According to some sources, lokum was invented in Safavid Iran, but
according to the Hacı Bekir confectionary company, Ali Muhiddin Hacı Bekir moved to Constantinople from his hometown Kastamonu, opened his confectionery shop in the district of Bahçekapı in 1777 and produced various kinds of candies and lokum, later including a unique form of lokum made with starch and sugar. However, Tim Richardson, a historian of sweets, has questioned the popular attribution of the invention of Turkish delight to Hacı Bekir, writing that "specific names and dates are often erroneously associated with the invention of particular sweets, not least for commercial reasons". Similar Persian recipes, including the use of starch and sugar, predate Bekir by several centuries. The Oxford Companion to Food states that although Bekir is often credited with the invention, there is no real evidence for it.

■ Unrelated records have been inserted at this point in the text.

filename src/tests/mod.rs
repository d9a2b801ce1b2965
mod support;
use crate::{
    app::service::QuestionService,
    config::Config,
    qa::BackendCsv,
    semantic::LazyProvider,
    translate,
};
use anyhow::{Context, Result};
use homedir::my_home;
use std::path::PathBuf;
use std::sync::Arc;

/// Application factory for creating and configuring application components
pub struct AppFactory;

impl AppFactory {
    /// Create the question service from the configuration under `paths`.
    ///
    /// The embedding model is not loaded here; it loads on the first
    /// submission that has enough history to rank against.
    pub fn create_service(paths: &AppPaths) -> Result<(Config, QuestionService)> {
        let config = Config::load_with(&paths.base_path).context("Failed to load config")?;

        let store = BackendCsv::load(&paths.questions_path)
            .with_context(|| format!("Failed to open {}", paths.questions_path))?;

        let translator = translate::from_config(&config.translation)
            .context("Failed to create translation client")?;

        let embedder = LazyProvider::fastembed(
            &config.matching.model,
            PathBuf::from(&paths.base_path),
        );

        let service = QuestionService::new(
            &config,
            Arc::new(store),
            translator,
            Arc::new(embedder),
        )?;

        Ok((config, service))
    }

    /// Get application paths with validation
    pub fn get_paths() -> Result<AppPaths> {
        let base_path = Self::get_base_path()?;

        // Ensure base directory exists
        std::fs::create_dir_all(&base_path)
            .context("Failed to create application base directory")?;

        Ok(AppPaths::new(&base_path))
    }

    /// Get the base path for the application
    fn get_base_path() -> Result<String> {
        if let Ok(base_path) = std::env::var("QAMATCH_BASE_PATH") {
            return Ok(base_path);
        }

        let home = my_home()
            .context("Could not determine home directory")?
            .context("Home directory path is empty")?;
        Ok(format!("{}/.local/share/qamatch", home.to_string_lossy()))
    }
}

/// Application paths structure
#[derive(Debug, Clone)]
pub struct AppPaths {
    pub base_path: String,
    pub questions_path: String,
}

impl AppPaths {
    pub fn new(base_path: &str) -> Self {
        Self {
            base_path: base_path.to_string(),
            questions_path: format!("{base_path}/qa_list.csv"),
        }
    }
}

A lokum-like dish also existed in the Byzantine Empire called paloudakin (Medieval Greek: παλουδάκιν) or apalodaton (Medieval Greek: ἀπαλοδᾶτον). It was borrowed from the Arabs. The Byzantines did not follow a specific recipe for the dish, which was instead described as "yellow by the color of honey and a starch candy of sugar dissolved with rosewater"; as such, it resembled the modern lokum.

== Variations ==

=== The Balkans ===
Turkish delight was introduced to European portions of the Ottoman Empire under its rule and has remained popular. Today it is commonly consumed with coffee. Rosewater and walnut are the most common flavorings.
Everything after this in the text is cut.